## [How to complete this task]
Examine each line of the data. Copy the line if it includes the word "suspended".

## [Records for processing]
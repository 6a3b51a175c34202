// Copyright 2025 Fernando Borretti
//
// Licensed under the Apache License, Version 2.0 (the "License");
// you may not use this file except in compliance with the License.
// You may obtain a copy of the License at
//
//     http://www.apache.org/licenses/LICENSE-2.0
//
// Unless required by applicable law or agreed to in writing, software
// distributed under the License is distributed on an "AS IS" BASIS,
// WITHOUT WARRANTIES OR CONDITIONS OF ANY KIND, either express or implied.
// See the License for the specific language governing permissions and
// limitations under the License.

use std::fs::write;
use std::path::PathBuf;

use tempfile::tempdir;

use crate::error::Fallible;

/// An empty directory that outlives the test that made it.
pub fn create_tmp_directory() -> Fallible<String> {
    let target: PathBuf = tempdir()?.keep().canonicalize()?;
    Ok(target.display().to_string())
}

/// A fresh collection directory containing `name` with the given contents.
pub fn create_tmp_directory_with(name: &str, contents: &str) -> Fallible<(String, PathBuf)> {
    let directory = create_tmp_directory()?;
    let path = PathBuf::from(&directory).join(name);
    write(&path, contents)?;
    Ok((directory, path))
}

#[cfg(test)]
mod tests {
    use super::*;

    #[test]
    fn test_create_tmp_directory() -> Fallible<()> {
        let directory = create_tmp_directory()?;
        assert!(PathBuf::from(directory).is_dir());
        Ok(())
    }

    #[test]
    fn test_create_tmp_directory_with() -> Fallible<()> {
        let (directory, path) = create_tmp_directory_with("cards.json", "[]")?;
        assert!(path.starts_with(&directory));
        assert_eq!(std::fs::read_to_string(path)?, "[]");
        Ok(())
    }
}
// Copyright 2025 Fernando Borretti
//
// Licensed under the Apache License, Version 2.0 (the "License");
// you may not use this file except in compliance with the License.
// You may obtain a copy of the License at
//
//     http://www.apache.org/licenses/LICENSE-2.0
//
// Unless required by applicable law or agreed to in writing, software
// distributed under the License is distributed on an "AS IS" BASIS,
// WITHOUT WARRANTIES OR CONDITIONS OF ANY KIND, either express or implied.
// See the License for the specific language governing permissions and
// limitations under the License.

use crate::collection::Collection;
use crate::error::Fallible;
use crate::error::fail;

pub fn set_suspension(
    directory: Option<String>,
    user_id: &str,
    item_id: &str,
    suspended: bool,
) -> Fallible<()> {
    let coll: Collection = Collection::new(directory)?;
    suspend_card(&coll, user_id, item_id, suspended)?;
    println!("ok");
    Ok(())
}

pub fn suspend_card(
    coll: &Collection,
    user_id: &str,
    item_id: &str,
    suspended: bool,
) -> Fallible<()> {
    if coll.db.set_suspended(user_id, item_id, suspended)? {
        log::debug!("{user_id}/{item_id}: suspended={suspended}");
        Ok(())
    } else {
        fail(format!("no card {item_id} for learner {user_id}."))
    }
}
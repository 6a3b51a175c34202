// Copyright 2025 Fernando Borretti
//
// Licensed under the Apache License, Version 2.0 (the "License");
// you may not use this file except in compliance with the License.
// You may obtain a copy of the License at
//
//     http://www.apache.org/licenses/LICENSE-2.0
//
// Unless required by applicable law or agreed to in writing, software
// distributed under the License is distributed on an "AS IS" BASIS,
// WITHOUT WARRANTIES OR CONDITIONS OF ANY KIND, either express or implied.
// See the License for the specific language governing permissions and
// limitations under the License.

use serde::Serialize;

use crate::advice::recommendations;
use crate::error::Fallible;
use crate::quality::Answer;
use crate::quality::DetailedAnalysis;
use crate::quality::detailed_analysis;

#[derive(Serialize)]
#[serde(rename_all = "camelCase")]
pub struct AnalysisReport {
    pub analysis: DetailedAnalysis,
    pub recommendations: Vec<String>,
}

pub fn analyze_answer(answer: Answer) -> Fallible<()> {
    let report = analysis_report(&answer);
    let json: String = serde_json::to_string_pretty(&report)?;
    println!("{json}");
    Ok(())
}

pub fn analysis_report(answer: &Answer) -> AnalysisReport {
    let analysis = detailed_analysis(answer);
    let recommendations = recommendations(&analysis);
    AnalysisReport {
        analysis,
        recommendations,
    }
}

#[cfg(test)]
mod tests {
    use super::*;

    #[test]
    fn test_report_serializes() -> Fallible<()> {
        let report = analysis_report(&Answer {
            is_correct: true,
            confidence: 0.8,
            score: 92.0,
            response_time: Some(20.0),
        });
        let json = serde_json::to_value(&report)?;
        assert_eq!(json["analysis"]["result"]["quality"], 4);
        assert_eq!(json["analysis"]["responseSpeed"], "slow");
        assert_eq!(json["analysis"]["scoreLevel"], "excellent");
        assert_eq!(json["recommendations"][0], "Aim for a quicker response next time.");
        Ok(())
    }
}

## [Finished task]
    suspended: bool,
    suspend_card(&coll, user_id, item_id, suspended)?;
    suspended: bool,
    if coll.db.set_suspended(user_id, item_id, suspended)? {
        log::debug!("{user_id}/{item_id}: suspended={suspended}");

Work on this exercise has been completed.